High Points: It’s a beautiful day in the neighborhood

Paul E. Anna
High Points
“Dedicating our land to its highest and best use — wildlife habitat — was an important and easy decision for our family,” says Pete McBride.
Pete McBride photo

We got some good news this month in the neighborhood — specifically in the Old Snowmass neighborhood but more broadly in the Roaring Fork Valley neighborhood.

Aspen Hall of Fame member John McBride and his artist/wife Laurie, the best of Old Snowmass, officially completed a land deal that puts nearly 2,000 acres of their Capital Creek Lost Marbles Ranch in the hands of the Aspen Valley Land Trust as a donated conservation easement. That means that a significant chunk of one of the most beautiful habitats in the Aspen area will be open space for as long as the rivers shall flow, and the wind shall blow. From John’s lips to God’s ears. Let’s hope that is an eternity.

If you have ever been out yonder to the Old Snowmass property dubbed by the McBrides as the Lost Marbles Ranch, you know just how special a place it is. Wild and natural, it is one of those rare plots of land in an ecosystem that is vital if we want to maintain the integrity and wildlife of the Snowmass Creek wilderness.

“Dedicating our land to its highest and best use — wildlife habitat — was an important and easy decision for our family,” said Pete McBride, son of John and Laurie McBride, in a statement about the completion of the easement. “It is great to know the open space, agricultural legacy of this land will continue for generations to come — not just for its stewards and any livestock, but also the elk, bear, beaver, raptors, songbirds, and so many more.”
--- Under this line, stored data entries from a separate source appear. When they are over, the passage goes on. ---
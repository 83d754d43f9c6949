//! Reverse proxy to the embedded backend
//!
//! Everything under `/pb` is forwarded 1:1: the prefix is dropped, the rest of
//! the path and the raw query string are appended to the backend base URL.
//! Bodies are moved as bytes and never re-encoded.

use std::time::Instant;

use axum::{
    Json, Router,
    body::{Body, Bytes},
    extract::{Request, State},
    http::{HeaderMap, HeaderName, HeaderValue, Method, StatusCode, Uri, header},
    response::{IntoResponse, Response},
    routing::any,
};
use tower::ServiceBuilder;
use tower_http::set_header::SetResponseHeaderLayer;
use tracing::{debug, warn};

use crate::backend::BackendClient;

/// Path prefix the proxy is mounted under
pub const PROXY_PREFIX: &str = "/pb";

/// Largest request body the proxy will buffer
pub const MAX_PROXY_BODY: usize = 64 * 1024 * 1024;

const CORS_METHODS: &str = "GET, POST, PUT, PATCH, DELETE, OPTIONS";
const CORS_HEADERS: &str = "Content-Type, Authorization";

/// Headers that describe a single connection and must not be forwarded
const HOP_BY_HOP: &[&str] = &[
    "connection",
    "keep-alive",
    "proxy-authenticate",
    "proxy-authorization",
    "te",
    "trailer",
    "transfer-encoding",
    "upgrade",
];

/// Proxy failure, rendered as a response for the calling client
#[derive(Debug, thiserror::Error)]
pub enum ProxyError {
    #[error("request body could not be read: {0}")]
    Body(axum::Error),
    #[error("embedded backend unavailable: {0}")]
    Upstream(#[from] reqwest::Error),
}

impl IntoResponse for ProxyError {
    fn into_response(self) -> Response {
        let (status, message) = match &self {
            ProxyError::Body(_) => (StatusCode::BAD_REQUEST, "Request body could not be read"),
            ProxyError::Upstream(_) => (StatusCode::BAD_GATEWAY, "Embedded backend unavailable"),
        };
        (status, Json(serde_json::json!({ "error": message }))).into_response()
    }
}

#[derive(Clone)]
struct ProxyState {
    client: BackendClient,
}

/// Router serving `/pb`, `/pb/` and `/pb/*` for every method
///
/// With `cors` set, every proxied response carries permissive CORS headers,
/// replacing whatever the backend sent.
pub fn router(client: BackendClient, cors: bool) -> Router {
    let router = Router::new()
        .route(PROXY_PREFIX, any(forward))
        // The catch-all does not match an empty tail
        .route(&format!("{}/", PROXY_PREFIX), any(forward))
        .route(&format!("{}/{{*path}}", PROXY_PREFIX), any(forward))
        .with_state(ProxyState { client });

    if !cors {
        return router;
    }

    router.layer(
        ServiceBuilder::new()
            .layer(SetResponseHeaderLayer::overriding(
                header::ACCESS_CONTROL_ALLOW_ORIGIN,
                HeaderValue::from_static("*"),
            ))
            .layer(SetResponseHeaderLayer::overriding(
                header::ACCESS_CONTROL_ALLOW_METHODS,
                HeaderValue::from_static(CORS_METHODS),
            ))
            .layer(SetResponseHeaderLayer::overriding(
                header::ACCESS_CONTROL_ALLOW_HEADERS,
                HeaderValue::from_static(CORS_HEADERS),
            )),
    )
}

/// Backend path and query for an inbound URI, with the proxy prefix removed
pub fn upstream_path(uri: &Uri, prefix: &str) -> String {
    let path = uri.path();
    let rest = path.strip_prefix(prefix).unwrap_or(path);

    let mut target = String::with_capacity(rest.len() + 1);
    if !rest.starts_with('/') {
        target.push('/');
    }
    target.push_str(rest);

    if let Some(query) = uri.query() {
        target.push('?');
        target.push_str(query);
    }
    target
}

fn is_hop_by_hop(name: &HeaderName) -> bool {
    HOP_BY_HOP.contains(&name.as_str())
}

/// Request headers to send upstream
///
/// `host` is dropped so the client sets the backend's own; `content-length`
/// is recomputed from the forwarded body.
pub fn forwarded_request_headers(headers: &HeaderMap) -> HeaderMap {
    let mut out = HeaderMap::with_capacity(headers.len());
    for (name, value) in headers {
        if name == header::HOST || name == header::CONTENT_LENGTH || is_hop_by_hop(name) {
            continue;
        }
        out.append(name.clone(), value.clone());
    }
    out
}

fn method_has_body(method: &Method) -> bool {
    !matches!(*method, Method::GET | Method::HEAD)
}

async fn forward(State(state): State<ProxyState>, req: Request) -> Response {
    let started = Instant::now();
    let method = req.method().clone();
    let target = upstream_path(req.uri(), PROXY_PREFIX);

    match forward_inner(&state.client, req, &target).await {
        Ok(response) => {
            debug!(
                method = %method,
                target = %target,
                status = response.status().as_u16(),
                elapsed_ms = started.elapsed().as_millis() as u64,
                "Proxied request"
            );
            response
        }
        Err(e) => {
            warn!(method = %method, target = %target, "Proxy request failed: {}", e);
            e.into_response()
        }
    }
}

async fn forward_inner(
    client: &BackendClient,
    req: Request,
    target: &str,
) -> Result<Response, ProxyError> {
    let (parts, body) = req.into_parts();

    let mut outbound = client
        .http()
        .request(parts.method.clone(), client.url(target))
        .headers(forwarded_request_headers(&parts.headers));

    if method_has_body(&parts.method) {
        let bytes = axum::body::to_bytes(body, MAX_PROXY_BODY)
            .await
            .map_err(ProxyError::Body)?;
        if !bytes.is_empty() {
            outbound = outbound.body(bytes);
        }
    }

    let upstream = outbound.send().await?;
    let status = upstream.status();
    let headers = upstream.headers().clone();

    let body = if parts.method == Method::HEAD {
        Bytes::new()
    } else {
        upstream.bytes().await?
    };

    let mut response = Response::new(Body::from(body));
    *response.status_mut() = status;

    let relayed = response.headers_mut();
    for (name, value) in &headers {
        if is_hop_by_hop(name) {
            continue;
        }
        // Length follows the buffered body, except HEAD which has none
        if name == header::CONTENT_LENGTH && parts.method != Method::HEAD {
            continue;
        }
        relayed.append(name.clone(), value.clone());
    }

    Ok(response)
}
The McBrides have been impacting lives in the Aspen community since they first moved here in 1966 at the behest of Snowmass ski resort developer Bill Janss. John had been a ski instructor in Vail following a stellar career as an all-Ivy League hockey player at Princeton from 1957-60. His first job in the valley was helping procure commercial tenants for the upper mall in what was then a fledgling ski resort. Guess that turned out OK.

In the early 1970s, he made two more important contributions to the community: first with the real estate development, which is now the Aspen Business Center, and then founding, in 1972, the Aspen Junior Hockey Program. He also was the developer of the North 40 subdivision, where countless hockey kids grew up.
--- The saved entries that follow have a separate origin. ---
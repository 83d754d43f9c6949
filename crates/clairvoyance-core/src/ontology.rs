//! Ontology model
//!
//! The shape the UI submits and the store hands back. Ids are assigned by the
//! store from each entity's position, so ids on incoming entities are ignored.

use chrono::{DateTime, Utc};
use serde::{Deserialize, Serialize};
use serde_json::Value;

/// A complete ontology: top-level classes with their subclasses, plus rules.
#[derive(Debug, Clone, Default, PartialEq, Serialize, Deserialize)]
pub struct Ontology {
    #[serde(default)]
    pub superclasses: Vec<Superclass>,
    #[serde(default)]
    pub rules: Vec<String>,
}

/// Top-level class. Owns zero or more subclasses.
#[derive(Debug, Clone, Default, PartialEq, Serialize, Deserialize)]
pub struct Superclass {
    #[serde(default, skip_serializing_if = "Option::is_none")]
    pub id: Option<String>,
    pub name: String,
    #[serde(default)]
    pub description: Option<String>,
    #[serde(default)]
    pub attributes: Vec<Value>,
    #[serde(default)]
    pub relationships: Vec<Value>,
    #[serde(default)]
    pub subclasses: Vec<Subclass>,
}

/// Class nested under a superclass.
#[derive(Debug, Clone, Default, PartialEq, Serialize, Deserialize)]
pub struct Subclass {
    #[serde(default, skip_serializing_if = "Option::is_none")]
    pub id: Option<String>,
    pub name: String,
    #[serde(default)]
    pub description: Option<String>,
    #[serde(default)]
    pub attributes: Vec<Value>,
    #[serde(default)]
    pub relationships: Vec<Value>,
}

impl Ontology {
    /// Number of subclasses across all superclasses
    pub fn subclass_count(&self) -> usize {
        self.superclasses.iter().map(|s| s.subclasses.len()).sum()
    }
}

/// Row id of the superclass at `index`
pub fn superclass_id(index: usize) -> String {
    format!("sc-{}", index)
}

/// Row id of subclass `sub_index` under the superclass at `index`
pub fn subclass_id(index: usize, sub_index: usize) -> String {
    format!("sub-{}-{}", index, sub_index)
}

/// Row id of the rule at `index`
pub fn rule_id(index: usize) -> String {
    format!("rule-{}", index)
}

/// Outcome of a successful replace
#[derive(Debug, Clone, PartialEq, Eq, Serialize, Deserialize)]
#[serde(rename_all = "camelCase")]
pub struct ReplaceSummary {
    pub superclasses: usize,
    pub subclasses: usize,
    pub rules: usize,
    pub replaced_at: DateTime<Utc>,
}

/// Row counts of the ontology tables
#[derive(Debug, Clone, Copy, Default, PartialEq, Eq, Serialize, Deserialize)]
#[serde(rename_all = "camelCase")]
pub struct OntologyCounts {
    pub superclasses: i64,
    pub subclasses: i64,
    pub rules: i64,
}
//! Storage Module
//!
//! SQLite-based ontology store with:
//! - Versioned schema migrations
//! - Transactional replace of the full ontology
//! - Revision history of submissions

mod migrations;
mod sqlite;

pub use migrations::MIGRATIONS;
pub use sqlite::{OntologyStore, Result, StorageError, REVISION_HISTORY};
In 1979, the McBride family bought the ranch they still live on and christened it the Lost Marbles because people thought them a bit crazy for moving to such a remote spot so far out of town. There they raised three kids — Peter, an environmentalist and renowned photographer; Johno, a ski coach with a storied career, including his work as alpine director with the Aspen Valley Ski Club; and Kate McBride, who is also a steward of the Old Snowmass legacy with her property on the Other Side Ranch. Together, John and Laurie, a talented and prolific painter of wildlife, have made numerous philanthropic contributions. Not just in our neck of the woods, but with the McBride Internship Program, which has sent Roaring Fork Valley students to Africa for conservation studies.

But this one resonates as special.

The Aspen Valley Land Trust has helped to engineer the protection of over 67 square miles of privately-held land since George Stranahan (another Aspen Hall of Fame member) donated the first-ever conservation easement in Colorado in 1978 to the Trust for Public Land. In 1982, he also gave the first conservation easement ever to the Aspen Valley Land Trust for his Flying Dog Ranch in Carbondale, which  played a seminal role in keeping the valley a wild place.

Erin Quinn, the conservation director for the land trust, said in a statement about the Lost Marbles easement, “This particular project has it all: significant water, local agriculture production, extensive wildlife habitat, sweeping views, and the right intentions.”

Yes, it is a beautiful day in our collective neighborhood.